**EXERCISE AIM:** Only the lines from the start of the entries through the line with "pub fn build_client()" are wanted; please output them exactly.

══ DATA LISTING ══

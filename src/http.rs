use reqwest::Client;
use std::time::Duration;

/// Every upstream call (sheet export, mail relay, vPIC) goes through a client
/// with bounded connect and total timeouts; a slow upstream surfaces as a
/// normal request error instead of an unbounded hang.
pub fn build_client() -> Client {
    let timeout = std::env::var("HTTP_TIMEOUT_SECS")
        .ok()
        .and_then(|v| v.parse::<u64>().ok())
        .unwrap_or(10);
    let connect = std::env::var("HTTP_CONNECT_TIMEOUT_SECS")
        .ok()
        .and_then(|v| v.parse::<u64>().ok())
        .unwrap_or(5);
    Client::builder()
        .timeout(Duration::from_secs(timeout))
        .connect_timeout(Duration::from_secs(connect))
        .user_agent(concat!("lotline-api-rs/", env!("CARGO_PKG_VERSION")))
        .build()
        .unwrap_or_else(|_| Client::new())
}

═══

**YOUR RESPONSE:**
filename src/http.rs
use reqwest::Client;
use std::time::Duration;

/// Every upstream call (sheet export, mail relay, vPIC) goes through a client
/// with bounded connect and total timeouts; a slow upstream surfaces as a
/// normal request error instead of an unbounded hang.
pub fn build_client() -> Client {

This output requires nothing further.